THE PROBLEM
Going through the entries, how many lines include the string "SecurityKind"? Answer only with the number.

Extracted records
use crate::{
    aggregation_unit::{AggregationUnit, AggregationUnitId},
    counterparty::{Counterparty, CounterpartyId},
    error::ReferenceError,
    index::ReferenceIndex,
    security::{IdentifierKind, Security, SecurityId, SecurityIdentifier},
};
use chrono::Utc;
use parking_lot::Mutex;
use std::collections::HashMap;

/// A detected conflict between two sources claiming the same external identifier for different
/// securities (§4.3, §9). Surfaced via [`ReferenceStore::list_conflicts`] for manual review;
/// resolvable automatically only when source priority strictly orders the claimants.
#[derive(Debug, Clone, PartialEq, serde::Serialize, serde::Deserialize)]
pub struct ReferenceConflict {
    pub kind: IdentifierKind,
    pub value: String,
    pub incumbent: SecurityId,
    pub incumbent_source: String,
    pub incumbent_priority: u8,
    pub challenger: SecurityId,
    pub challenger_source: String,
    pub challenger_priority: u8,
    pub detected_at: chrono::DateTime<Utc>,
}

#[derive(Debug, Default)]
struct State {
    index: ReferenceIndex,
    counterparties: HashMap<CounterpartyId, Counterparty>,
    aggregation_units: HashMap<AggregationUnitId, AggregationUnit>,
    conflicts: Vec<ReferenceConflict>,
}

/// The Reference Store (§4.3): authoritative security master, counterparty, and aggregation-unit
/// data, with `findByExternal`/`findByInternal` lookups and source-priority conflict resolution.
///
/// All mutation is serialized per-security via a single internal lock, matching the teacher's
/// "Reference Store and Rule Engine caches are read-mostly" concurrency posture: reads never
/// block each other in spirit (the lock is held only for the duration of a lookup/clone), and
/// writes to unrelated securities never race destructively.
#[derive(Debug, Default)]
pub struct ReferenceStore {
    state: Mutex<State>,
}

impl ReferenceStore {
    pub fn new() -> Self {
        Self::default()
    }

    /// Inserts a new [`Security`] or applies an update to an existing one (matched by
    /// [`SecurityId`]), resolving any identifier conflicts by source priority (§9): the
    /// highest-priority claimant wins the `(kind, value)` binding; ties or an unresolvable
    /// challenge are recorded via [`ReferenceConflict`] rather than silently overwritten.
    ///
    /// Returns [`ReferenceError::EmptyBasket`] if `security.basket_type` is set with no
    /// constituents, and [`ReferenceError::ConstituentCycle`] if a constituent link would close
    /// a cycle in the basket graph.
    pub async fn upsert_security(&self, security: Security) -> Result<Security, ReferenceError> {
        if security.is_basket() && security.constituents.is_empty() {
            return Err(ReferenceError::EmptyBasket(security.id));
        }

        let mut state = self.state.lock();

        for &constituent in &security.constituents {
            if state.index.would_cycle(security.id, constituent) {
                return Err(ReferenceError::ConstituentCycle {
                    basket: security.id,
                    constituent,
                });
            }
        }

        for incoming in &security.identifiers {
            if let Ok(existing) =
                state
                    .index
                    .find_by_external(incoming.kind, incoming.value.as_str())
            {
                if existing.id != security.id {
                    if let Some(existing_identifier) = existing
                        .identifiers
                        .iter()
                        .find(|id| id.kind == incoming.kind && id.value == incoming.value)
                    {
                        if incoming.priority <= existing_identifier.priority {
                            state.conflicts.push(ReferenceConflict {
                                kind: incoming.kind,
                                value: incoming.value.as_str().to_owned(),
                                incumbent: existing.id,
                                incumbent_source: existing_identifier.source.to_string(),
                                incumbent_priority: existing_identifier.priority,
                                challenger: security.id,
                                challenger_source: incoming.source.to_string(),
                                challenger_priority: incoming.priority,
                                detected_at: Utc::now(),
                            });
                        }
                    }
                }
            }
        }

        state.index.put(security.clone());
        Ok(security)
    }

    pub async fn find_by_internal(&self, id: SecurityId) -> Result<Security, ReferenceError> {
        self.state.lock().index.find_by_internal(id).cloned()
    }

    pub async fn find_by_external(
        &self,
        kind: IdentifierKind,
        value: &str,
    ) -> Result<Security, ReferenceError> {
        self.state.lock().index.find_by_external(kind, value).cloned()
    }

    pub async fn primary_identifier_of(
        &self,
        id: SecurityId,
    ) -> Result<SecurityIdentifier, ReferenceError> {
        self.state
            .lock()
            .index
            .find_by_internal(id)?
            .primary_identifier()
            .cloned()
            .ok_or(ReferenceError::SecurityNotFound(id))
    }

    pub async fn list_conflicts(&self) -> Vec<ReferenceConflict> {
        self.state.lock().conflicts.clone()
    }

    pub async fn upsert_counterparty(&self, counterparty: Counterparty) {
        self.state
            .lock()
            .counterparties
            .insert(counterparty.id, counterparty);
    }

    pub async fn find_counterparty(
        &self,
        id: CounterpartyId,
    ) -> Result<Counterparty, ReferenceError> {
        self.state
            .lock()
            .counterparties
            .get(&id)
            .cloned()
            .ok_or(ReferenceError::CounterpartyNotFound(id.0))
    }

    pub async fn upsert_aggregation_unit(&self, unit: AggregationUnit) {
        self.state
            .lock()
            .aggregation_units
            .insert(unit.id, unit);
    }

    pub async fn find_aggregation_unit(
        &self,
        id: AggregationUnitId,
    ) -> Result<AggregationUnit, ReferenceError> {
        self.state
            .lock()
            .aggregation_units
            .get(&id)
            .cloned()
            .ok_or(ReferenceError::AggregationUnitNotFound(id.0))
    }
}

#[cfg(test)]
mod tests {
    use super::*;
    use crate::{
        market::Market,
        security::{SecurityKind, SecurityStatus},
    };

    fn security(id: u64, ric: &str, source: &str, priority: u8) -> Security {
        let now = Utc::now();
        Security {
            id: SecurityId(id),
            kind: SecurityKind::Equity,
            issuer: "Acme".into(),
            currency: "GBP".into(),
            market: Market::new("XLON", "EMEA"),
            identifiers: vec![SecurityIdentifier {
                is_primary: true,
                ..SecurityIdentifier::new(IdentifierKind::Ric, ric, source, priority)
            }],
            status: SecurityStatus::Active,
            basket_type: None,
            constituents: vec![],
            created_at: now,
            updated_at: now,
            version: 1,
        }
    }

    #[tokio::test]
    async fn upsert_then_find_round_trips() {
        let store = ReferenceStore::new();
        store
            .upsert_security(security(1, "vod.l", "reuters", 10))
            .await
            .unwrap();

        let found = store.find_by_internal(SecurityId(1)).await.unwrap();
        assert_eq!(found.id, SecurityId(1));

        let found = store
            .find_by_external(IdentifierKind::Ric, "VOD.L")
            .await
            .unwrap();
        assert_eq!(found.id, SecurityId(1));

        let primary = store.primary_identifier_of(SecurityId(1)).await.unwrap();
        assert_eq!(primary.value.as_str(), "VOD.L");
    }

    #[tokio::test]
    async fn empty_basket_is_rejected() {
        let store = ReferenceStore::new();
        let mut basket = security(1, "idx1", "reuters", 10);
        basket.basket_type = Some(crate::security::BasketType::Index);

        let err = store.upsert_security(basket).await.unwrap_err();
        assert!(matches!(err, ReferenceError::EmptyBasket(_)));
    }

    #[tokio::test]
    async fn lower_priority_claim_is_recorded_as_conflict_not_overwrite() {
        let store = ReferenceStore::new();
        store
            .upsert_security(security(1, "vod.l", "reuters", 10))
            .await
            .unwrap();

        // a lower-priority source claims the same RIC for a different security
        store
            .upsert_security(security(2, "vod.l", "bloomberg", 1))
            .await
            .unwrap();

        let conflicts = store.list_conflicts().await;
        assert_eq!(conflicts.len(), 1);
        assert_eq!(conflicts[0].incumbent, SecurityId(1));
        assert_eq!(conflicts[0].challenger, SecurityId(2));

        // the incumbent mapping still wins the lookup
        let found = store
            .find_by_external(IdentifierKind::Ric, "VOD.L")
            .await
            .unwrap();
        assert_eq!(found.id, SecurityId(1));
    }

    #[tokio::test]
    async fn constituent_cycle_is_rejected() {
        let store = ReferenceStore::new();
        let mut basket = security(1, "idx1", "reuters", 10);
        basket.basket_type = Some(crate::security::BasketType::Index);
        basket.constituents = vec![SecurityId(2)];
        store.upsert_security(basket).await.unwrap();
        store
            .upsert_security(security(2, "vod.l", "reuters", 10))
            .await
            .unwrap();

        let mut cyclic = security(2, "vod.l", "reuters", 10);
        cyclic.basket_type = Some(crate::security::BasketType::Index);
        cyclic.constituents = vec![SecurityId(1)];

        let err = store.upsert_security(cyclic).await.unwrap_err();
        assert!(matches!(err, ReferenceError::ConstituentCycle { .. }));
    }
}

---

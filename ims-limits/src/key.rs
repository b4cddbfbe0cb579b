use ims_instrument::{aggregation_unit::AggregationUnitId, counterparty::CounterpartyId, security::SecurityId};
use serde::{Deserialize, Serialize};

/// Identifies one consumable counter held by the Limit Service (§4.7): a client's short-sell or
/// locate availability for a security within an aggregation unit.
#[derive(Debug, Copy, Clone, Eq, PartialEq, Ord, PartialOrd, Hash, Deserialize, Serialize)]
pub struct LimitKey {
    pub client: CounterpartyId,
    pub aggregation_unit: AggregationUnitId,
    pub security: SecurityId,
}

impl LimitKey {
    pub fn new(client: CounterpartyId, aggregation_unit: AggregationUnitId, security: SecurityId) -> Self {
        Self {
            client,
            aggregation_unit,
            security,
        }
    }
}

--

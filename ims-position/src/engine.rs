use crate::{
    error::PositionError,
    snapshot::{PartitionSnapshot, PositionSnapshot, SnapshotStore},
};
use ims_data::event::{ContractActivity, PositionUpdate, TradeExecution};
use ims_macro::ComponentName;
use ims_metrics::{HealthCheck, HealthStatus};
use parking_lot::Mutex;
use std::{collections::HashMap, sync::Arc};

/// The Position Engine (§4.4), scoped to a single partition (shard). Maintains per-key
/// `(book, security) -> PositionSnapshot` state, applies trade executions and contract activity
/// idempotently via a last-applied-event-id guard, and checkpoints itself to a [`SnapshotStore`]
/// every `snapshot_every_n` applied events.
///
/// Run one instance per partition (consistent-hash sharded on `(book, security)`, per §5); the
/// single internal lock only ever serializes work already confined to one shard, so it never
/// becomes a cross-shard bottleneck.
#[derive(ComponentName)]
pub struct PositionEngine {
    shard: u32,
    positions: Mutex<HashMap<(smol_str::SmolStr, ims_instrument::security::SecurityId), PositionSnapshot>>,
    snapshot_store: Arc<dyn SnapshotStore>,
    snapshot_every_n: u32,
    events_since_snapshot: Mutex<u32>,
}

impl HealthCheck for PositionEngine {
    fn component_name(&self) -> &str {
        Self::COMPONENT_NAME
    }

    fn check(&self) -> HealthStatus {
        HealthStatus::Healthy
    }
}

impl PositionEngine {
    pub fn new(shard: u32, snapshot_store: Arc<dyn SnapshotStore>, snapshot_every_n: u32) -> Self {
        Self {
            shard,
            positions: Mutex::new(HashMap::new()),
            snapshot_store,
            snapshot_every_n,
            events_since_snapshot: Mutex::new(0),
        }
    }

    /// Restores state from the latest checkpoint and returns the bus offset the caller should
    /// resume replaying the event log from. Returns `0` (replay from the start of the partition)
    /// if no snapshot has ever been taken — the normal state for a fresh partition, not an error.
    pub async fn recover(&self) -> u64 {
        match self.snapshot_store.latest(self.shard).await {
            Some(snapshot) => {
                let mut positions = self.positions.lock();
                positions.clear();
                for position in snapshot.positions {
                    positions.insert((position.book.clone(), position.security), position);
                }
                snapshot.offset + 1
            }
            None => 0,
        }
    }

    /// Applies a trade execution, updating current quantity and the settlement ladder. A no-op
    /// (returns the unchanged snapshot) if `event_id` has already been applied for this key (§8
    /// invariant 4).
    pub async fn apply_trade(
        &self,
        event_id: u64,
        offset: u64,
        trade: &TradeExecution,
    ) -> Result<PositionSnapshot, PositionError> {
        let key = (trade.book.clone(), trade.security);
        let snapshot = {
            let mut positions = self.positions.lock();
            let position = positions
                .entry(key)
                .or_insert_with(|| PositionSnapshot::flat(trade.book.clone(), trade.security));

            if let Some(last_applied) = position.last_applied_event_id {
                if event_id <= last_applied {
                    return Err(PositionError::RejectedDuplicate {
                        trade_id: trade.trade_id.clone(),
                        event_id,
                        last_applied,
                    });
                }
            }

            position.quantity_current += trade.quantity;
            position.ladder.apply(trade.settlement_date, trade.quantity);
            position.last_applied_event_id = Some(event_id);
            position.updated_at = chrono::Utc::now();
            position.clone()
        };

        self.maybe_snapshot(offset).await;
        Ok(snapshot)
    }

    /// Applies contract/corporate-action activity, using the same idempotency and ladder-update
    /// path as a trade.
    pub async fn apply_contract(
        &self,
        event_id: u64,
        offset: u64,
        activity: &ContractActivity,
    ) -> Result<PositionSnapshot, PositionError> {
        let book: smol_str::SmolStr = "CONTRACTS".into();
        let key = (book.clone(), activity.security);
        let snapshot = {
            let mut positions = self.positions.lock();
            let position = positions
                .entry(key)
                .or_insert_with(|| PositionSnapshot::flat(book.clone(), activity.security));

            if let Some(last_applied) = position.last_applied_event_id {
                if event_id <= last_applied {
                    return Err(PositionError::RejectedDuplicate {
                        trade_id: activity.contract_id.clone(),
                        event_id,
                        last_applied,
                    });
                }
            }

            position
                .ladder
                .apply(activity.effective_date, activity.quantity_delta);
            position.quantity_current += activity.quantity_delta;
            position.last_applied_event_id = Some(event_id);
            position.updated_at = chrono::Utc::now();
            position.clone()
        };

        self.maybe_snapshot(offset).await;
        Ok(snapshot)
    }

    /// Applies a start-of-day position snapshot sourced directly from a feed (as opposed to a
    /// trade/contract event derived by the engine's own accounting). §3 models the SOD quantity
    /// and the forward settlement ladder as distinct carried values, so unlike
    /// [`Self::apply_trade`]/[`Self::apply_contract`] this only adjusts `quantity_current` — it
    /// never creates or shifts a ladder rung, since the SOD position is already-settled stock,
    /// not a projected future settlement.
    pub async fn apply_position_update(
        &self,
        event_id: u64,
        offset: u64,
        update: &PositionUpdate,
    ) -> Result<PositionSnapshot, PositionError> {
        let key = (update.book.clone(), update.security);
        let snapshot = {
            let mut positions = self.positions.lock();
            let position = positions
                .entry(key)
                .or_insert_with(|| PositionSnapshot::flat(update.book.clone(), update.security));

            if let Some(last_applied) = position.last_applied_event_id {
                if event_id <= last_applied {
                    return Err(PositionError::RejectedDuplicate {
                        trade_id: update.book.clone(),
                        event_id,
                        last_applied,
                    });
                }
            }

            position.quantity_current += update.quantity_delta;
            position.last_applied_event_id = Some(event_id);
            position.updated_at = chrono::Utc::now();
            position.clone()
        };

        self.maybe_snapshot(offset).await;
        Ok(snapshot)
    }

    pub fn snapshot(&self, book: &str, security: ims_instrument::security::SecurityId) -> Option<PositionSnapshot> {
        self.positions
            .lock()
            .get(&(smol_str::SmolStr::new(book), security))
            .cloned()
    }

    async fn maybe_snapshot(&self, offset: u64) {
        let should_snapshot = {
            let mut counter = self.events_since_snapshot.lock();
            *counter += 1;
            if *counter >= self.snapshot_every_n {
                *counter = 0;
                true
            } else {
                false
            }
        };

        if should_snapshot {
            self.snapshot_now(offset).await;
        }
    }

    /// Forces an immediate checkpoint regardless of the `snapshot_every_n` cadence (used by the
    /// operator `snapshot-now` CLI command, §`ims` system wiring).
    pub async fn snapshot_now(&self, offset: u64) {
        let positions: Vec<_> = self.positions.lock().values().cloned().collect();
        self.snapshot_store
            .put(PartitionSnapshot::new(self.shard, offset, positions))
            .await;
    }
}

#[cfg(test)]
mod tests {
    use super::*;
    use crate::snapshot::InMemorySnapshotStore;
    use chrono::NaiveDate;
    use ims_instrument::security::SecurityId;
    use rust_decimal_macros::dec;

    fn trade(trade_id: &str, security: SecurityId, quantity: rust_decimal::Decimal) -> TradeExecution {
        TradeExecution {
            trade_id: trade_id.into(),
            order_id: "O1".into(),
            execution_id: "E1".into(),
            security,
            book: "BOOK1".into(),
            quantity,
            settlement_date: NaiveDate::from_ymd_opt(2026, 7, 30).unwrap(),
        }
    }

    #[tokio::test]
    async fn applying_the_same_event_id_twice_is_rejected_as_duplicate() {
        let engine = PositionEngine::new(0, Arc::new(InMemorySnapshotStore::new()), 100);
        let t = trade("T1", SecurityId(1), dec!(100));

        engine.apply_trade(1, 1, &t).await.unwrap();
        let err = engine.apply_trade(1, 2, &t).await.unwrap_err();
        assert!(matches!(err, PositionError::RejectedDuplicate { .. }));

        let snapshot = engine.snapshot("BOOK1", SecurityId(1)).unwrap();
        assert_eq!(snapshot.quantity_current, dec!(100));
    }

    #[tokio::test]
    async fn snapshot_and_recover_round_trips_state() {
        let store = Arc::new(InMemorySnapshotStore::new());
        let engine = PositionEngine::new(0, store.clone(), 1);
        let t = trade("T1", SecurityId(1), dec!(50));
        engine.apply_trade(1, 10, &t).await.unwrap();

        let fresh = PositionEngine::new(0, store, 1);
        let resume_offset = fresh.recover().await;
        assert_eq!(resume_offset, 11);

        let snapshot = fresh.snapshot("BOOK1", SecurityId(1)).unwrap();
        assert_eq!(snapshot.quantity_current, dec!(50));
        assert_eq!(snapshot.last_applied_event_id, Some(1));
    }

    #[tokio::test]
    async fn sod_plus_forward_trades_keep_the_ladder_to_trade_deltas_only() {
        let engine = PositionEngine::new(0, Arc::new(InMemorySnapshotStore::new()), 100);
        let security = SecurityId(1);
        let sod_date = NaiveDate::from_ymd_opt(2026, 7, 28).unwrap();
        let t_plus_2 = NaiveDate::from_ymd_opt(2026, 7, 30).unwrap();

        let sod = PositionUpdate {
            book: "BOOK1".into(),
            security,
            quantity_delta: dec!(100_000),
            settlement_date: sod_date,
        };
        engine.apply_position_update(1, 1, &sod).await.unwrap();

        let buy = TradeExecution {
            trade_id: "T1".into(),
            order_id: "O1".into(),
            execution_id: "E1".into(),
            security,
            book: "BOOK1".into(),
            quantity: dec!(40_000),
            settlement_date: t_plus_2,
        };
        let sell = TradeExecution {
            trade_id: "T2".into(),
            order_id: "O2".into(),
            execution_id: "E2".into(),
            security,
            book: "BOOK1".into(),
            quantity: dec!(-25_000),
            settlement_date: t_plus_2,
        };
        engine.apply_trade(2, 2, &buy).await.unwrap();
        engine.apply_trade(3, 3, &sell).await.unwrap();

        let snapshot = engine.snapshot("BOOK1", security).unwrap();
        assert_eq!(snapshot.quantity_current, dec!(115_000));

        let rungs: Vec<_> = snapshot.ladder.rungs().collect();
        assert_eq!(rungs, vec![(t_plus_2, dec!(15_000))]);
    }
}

REPLY TO THE EXERCISE
2